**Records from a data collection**
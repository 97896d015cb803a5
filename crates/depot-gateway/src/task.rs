use std::{
    fmt, thread,
    time::{Duration, Instant},
};

use depot_events::{DepotEvent, TaskStage};
use depot_id::{Identifier, ResourceKind};
use serde::{Deserialize, Serialize};
use serde_json::{json, Value};
use tracing::{debug, warn};

use crate::{
    api::{str_field, Filters, ListPage, Pagination, ResourceApi, TaskRef},
    error::{GatewayError, Result},
    session::Session,
};

#[derive(Debug, Clone, Copy, PartialEq, Eq, Hash, Serialize, Deserialize)]
#[serde(rename_all = "lowercase")]
pub enum TaskState {
    Waiting,
    Running,
    Canceling,
    Completed,
    Failed,
    Canceled,
    Skipped,
}

impl TaskState {
    pub fn parse(value: &str) -> Option<Self> {
        Some(match value {
            "waiting" => TaskState::Waiting,
            "running" => TaskState::Running,
            "canceling" => TaskState::Canceling,
            "completed" => TaskState::Completed,
            "failed" => TaskState::Failed,
            "canceled" => TaskState::Canceled,
            "skipped" => TaskState::Skipped,
            _ => return None,
        })
    }

    pub fn as_str(self) -> &'static str {
        match self {
            TaskState::Waiting => "waiting",
            TaskState::Running => "running",
            TaskState::Canceling => "canceling",
            TaskState::Completed => "completed",
            TaskState::Failed => "failed",
            TaskState::Canceled => "canceled",
            TaskState::Skipped => "skipped",
        }
    }

    pub fn is_terminal(self) -> bool {
        matches!(
            self,
            TaskState::Completed | TaskState::Failed | TaskState::Canceled | TaskState::Skipped
        )
    }

    fn stage(self) -> TaskStage {
        match self {
            TaskState::Waiting => TaskStage::Waiting,
            TaskState::Running | TaskState::Canceling => TaskStage::Running,
            TaskState::Completed => TaskStage::Completed,
            TaskState::Failed => TaskStage::Failed,
            TaskState::Canceled => TaskStage::Canceled,
            TaskState::Skipped => TaskStage::Skipped,
        }
    }
}

impl fmt::Display for TaskState {
    fn fmt(&self, f: &mut fmt::Formatter<'_>) -> fmt::Result {
        f.write_str(self.as_str())
    }
}

fn state_of(record: &Value) -> Result<TaskState> {
    let state = str_field(record, "state")?;
    TaskState::parse(state).ok_or_else(|| {
        GatewayError::InvalidResponse {
            path: "tasks".to_string(),
            reason: format!("unknown task state `{state}`"),
        }
    })
}

pub struct TaskApi<'s> {
    session: &'s Session,
}

impl<'s> TaskApi<'s> {
    pub fn new(session: &'s Session) -> Self {
        Self { session }
    }

    fn resource(&self) -> Result<ResourceApi<'s>> {
        ResourceApi::for_kind(self.session, ResourceKind::Task)
    }

    pub fn list(&self, pagination: Pagination, filters: &Filters) -> Result<ListPage> {
        self.resource()?.list(pagination, filters)
    }

    pub fn read(&self, task: &Identifier) -> Result<Value> {
        self.resource()?.read(task)
    }

    /// Asks the backend to cancel a task. A task that already finished
    /// cannot be canceled.
    pub fn cancel(&self, task: &Identifier) -> Result<Value> {
        match self.resource()?.update(task, json!({ "state": "canceled" })) {
            Ok(outcome) => outcome.into_record(),
            Err(GatewayError::Validation { status: 409, .. }) => {
                Err(GatewayError::TaskCancelConflict {
                    task: task.to_string(),
                })
            }
            Err(e) => Err(e),
        }
    }
}

/// Waits for tasks to reach a terminal state.
pub struct TaskPoller<'s> {
    session: &'s Session,
    interval: Duration,
    timeout: Duration,
}

impl<'s> TaskPoller<'s> {
    pub fn new(session: &'s Session) -> Self {
        Self {
            session,
            interval: session.tasks().poll_interval(),
            timeout: session.tasks().timeout(),
        }
    }

    pub fn with_interval(mut self, interval: Duration) -> Self {
        self.interval = interval;
        self
    }

    pub fn with_timeout(mut self, timeout: Duration) -> Self {
        self.timeout = timeout;
        self
    }

    /// Polls `task` until it is terminal and returns the final record.
    ///
    /// Anything other than `completed` is an error carrying the task's own
    /// error body. An unauthorized status read is retried once; a second
    /// one is returned as is.
    pub fn wait(&self, task: &TaskRef) -> Result<Value> {
        let api = TaskApi::new(self.session);
        let id = task.task.to_string();
        let started = Instant::now();
        let mut retried = false;
        let mut last: Option<TaskState> = None;

        loop {
            let record = match api.read(&task.task) {
                Ok(record) => record,
                Err(e) if e.is_unauthorized() && !retried => {
                    warn!(task = %id, "task read unauthorized, retrying once");
                    retried = true;
                    self.session.emit(DepotEvent::TaskProgress {
                        task: id.clone(),
                        stage: TaskStage::RetryingUnauthorized,
                    });
                    continue;
                }
                Err(e) => return Err(e),
            };

            let state = state_of(&record)?;
            if last != Some(state) {
                debug!(task = %id, state = %state, "task state");
                self.session.emit(DepotEvent::TaskProgress {
                    task: id.clone(),
                    stage: state.stage(),
                });
                last = Some(state);
            }

            match state {
                TaskState::Completed => return Ok(record),
                TaskState::Failed | TaskState::Canceled | TaskState::Skipped => {
                    return Err(GatewayError::TaskFailed {
                        task: id,
                        state: state.to_string(),
                        error: record.get("error").cloned().unwrap_or(Value::Null),
                    });
                }
                _ => {}
            }

            if started.elapsed() >= self.timeout {
                return Err(GatewayError::TaskTimeout { task: id });
            }
            thread::sleep(self.interval);
        }
    }

    /// Waits for `task` and returns the resources it created.
    pub fn created_resources(&self, task: &TaskRef) -> Result<Vec<Identifier>> {
        let record = self.wait(task)?;
        let Some(resources) = record.get("created_resources").and_then(Value::as_array) else {
            return Ok(Vec::new());
        };
        resources
            .iter()
            .filter_map(Value::as_str)
            .map(|id| Identifier::decode(id).map_err(GatewayError::from))
            .collect()
    }
}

**EXERCISE INSTRUCTIONS**
Reproduce the data shown above exactly.

**PROBLEM SOLUTION**
repository 97896d015cb803a5
filename crates/depot-gateway/src/task.rs
use std::{
    fmt, thread,
    time::{Duration, Instant},
};

use depot_events::{DepotEvent, TaskStage};
use depot_id::{Identifier, ResourceKind};
use serde::{Deserialize, Serialize};
use serde_json::{json, Value};
use tracing::{debug, warn};

use crate::{
    api::{str_field, Filters, ListPage, Pagination, ResourceApi, TaskRef},
    error::{GatewayError, Result},
    session::Session,
};

#[derive(Debug, Clone, Copy, PartialEq, Eq, Hash, Serialize, Deserialize)]
#[serde(rename_all = "lowercase")]
pub enum TaskState {
    Waiting,
    Running,
    Canceling,
    Completed,
    Failed,
    Canceled,
    Skipped,
}

impl TaskState {
    pub fn parse(value: &str) -> Option<Self> {
        Some(match value {
            "waiting" => TaskState::Waiting,
            "running" => TaskState::Running,
            "canceling" => TaskState::Canceling,
            "completed" => TaskState::Completed,
            "failed" => TaskState::Failed,
            "canceled" => TaskState::Canceled,
            "skipped" => TaskState::Skipped,
            _ => return None,
        })
    }

    pub fn as_str(self) -> &'static str {
        match self {
            TaskState::Waiting => "waiting",
            TaskState::Running => "running",
            TaskState::Canceling => "canceling",
            TaskState::Completed => "completed",
            TaskState::Failed => "failed",
            TaskState::Canceled => "canceled",
            TaskState::Skipped => "skipped",
        }
    }

    pub fn is_terminal(self) -> bool {
        matches!(
            self,
            TaskState::Completed | TaskState::Failed | TaskState::Canceled | TaskState::Skipped
        )
    }

    fn stage(self) -> TaskStage {
        match self {
            TaskState::Waiting => TaskStage::Waiting,
            TaskState::Running | TaskState::Canceling => TaskStage::Running,
            TaskState::Completed => TaskStage::Completed,
            TaskState::Failed => TaskStage::Failed,
            TaskState::Canceled => TaskStage::Canceled,
            TaskState::Skipped => TaskStage::Skipped,
        }
    }
}

impl fmt::Display for TaskState {
    fn fmt(&self, f: &mut fmt::Formatter<'_>) -> fmt::Result {
        f.write_str(self.as_str())
    }
}

fn state_of(record: &Value) -> Result<TaskState> {
    let state = str_field(record, "state")?;
    TaskState::parse(state).ok_or_else(|| {
        GatewayError::InvalidResponse {
            path: "tasks".to_string(),
            reason: format!("unknown task state `{state}`"),
        }
    })
}

pub struct TaskApi<'s> {
    session: &'s Session,
}

impl<'s> TaskApi<'s> {
    pub fn new(session: &'s Session) -> Self {
        Self { session }
    }

    fn resource(&self) -> Result<ResourceApi<'s>> {
        ResourceApi::for_kind(self.session, ResourceKind::Task)
    }

    pub fn list(&self, pagination: Pagination, filters: &Filters) -> Result<ListPage> {
        self.resource()?.list(pagination, filters)
    }

    pub fn read(&self, task: &Identifier) -> Result<Value> {
        self.resource()?.read(task)
    }

    /// Asks the backend to cancel a task. A task that already finished
    /// cannot be canceled.
    pub fn cancel(&self, task: &Identifier) -> Result<Value> {
        match self.resource()?.update(task, json!({ "state": "canceled" })) {
            Ok(outcome) => outcome.into_record(),
            Err(GatewayError::Validation { status: 409, .. }) => {
                Err(GatewayError::TaskCancelConflict {
                    task: task.to_string(),
                })
            }
            Err(e) => Err(e),
        }
    }
}

/// Waits for tasks to reach a terminal state.
pub struct TaskPoller<'s> {
    session: &'s Session,
    interval: Duration,
    timeout: Duration,
}

impl<'s> TaskPoller<'s> {
    pub fn new(session: &'s Session) -> Self {
        Self {
            session,
            interval: session.tasks().poll_interval(),
            timeout: session.tasks().timeout(),
        }
    }

    pub fn with_interval(mut self, interval: Duration) -> Self {
        self.interval = interval;
        self
    }

    pub fn with_timeout(mut self, timeout: Duration) -> Self {
        self.timeout = timeout;
        self
    }

    /// Polls `task` until it is terminal and returns the final record.
    ///
    /// Anything other than `completed` is an error carrying the task's own
    /// error body. An unauthorized status read is retried once; a second
    /// one is returned as is.
    pub fn wait(&self, task: &TaskRef) -> Result<Value> {
        let api = TaskApi::new(self.session);
        let id = task.task.to_string();
        let started = Instant::now();
        let mut retried = false;
        let mut last: Option<TaskState> = None;

        loop {
            let record = match api.read(&task.task) {
                Ok(record) => record,
                Err(e) if e.is_unauthorized() && !retried => {
                    warn!(task = %id, "task read unauthorized, retrying once");
                    retried = true;
                    self.session.emit(DepotEvent::TaskProgress {
                        task: id.clone(),
                        stage: TaskStage::RetryingUnauthorized,
                    });
                    continue;
                }
                Err(e) => return Err(e),
            };

            let state = state_of(&record)?;
            if last != Some(state) {
                debug!(task = %id, state = %state, "task state");
                self.session.emit(DepotEvent::TaskProgress {
                    task: id.clone(),
                    stage: state.stage(),
                });
                last = Some(state);
            }

            match state {
                TaskState::Completed => return Ok(record),
                TaskState::Failed | TaskState::Canceled | TaskState::Skipped => {
                    return Err(GatewayError::TaskFailed {
                        task: id,
                        state: state.to_string(),
                        error: record.get("error").cloned().unwrap_or(Value::Null),
                    });
                }
                _ => {}
            }

            if started.elapsed() >= self.timeout {
                return Err(GatewayError::TaskTimeout { task: id });
            }
            thread::sleep(self.interval);
        }
    }

    /// Waits for `task` and returns the resources it created.
    pub fn created_resources(&self, task: &TaskRef) -> Result<Vec<Identifier>> {
        let record = self.wait(task)?;
        let Some(resources) = record.get("created_resources").and_then(Value::as_array) else {
            return Ok(Vec::new());
        };
        resources
            .iter()
            .filter_map(Value::as_str)
            .map(|id| Identifier::decode(id).map_err(GatewayError::from))
            .collect()
    }
}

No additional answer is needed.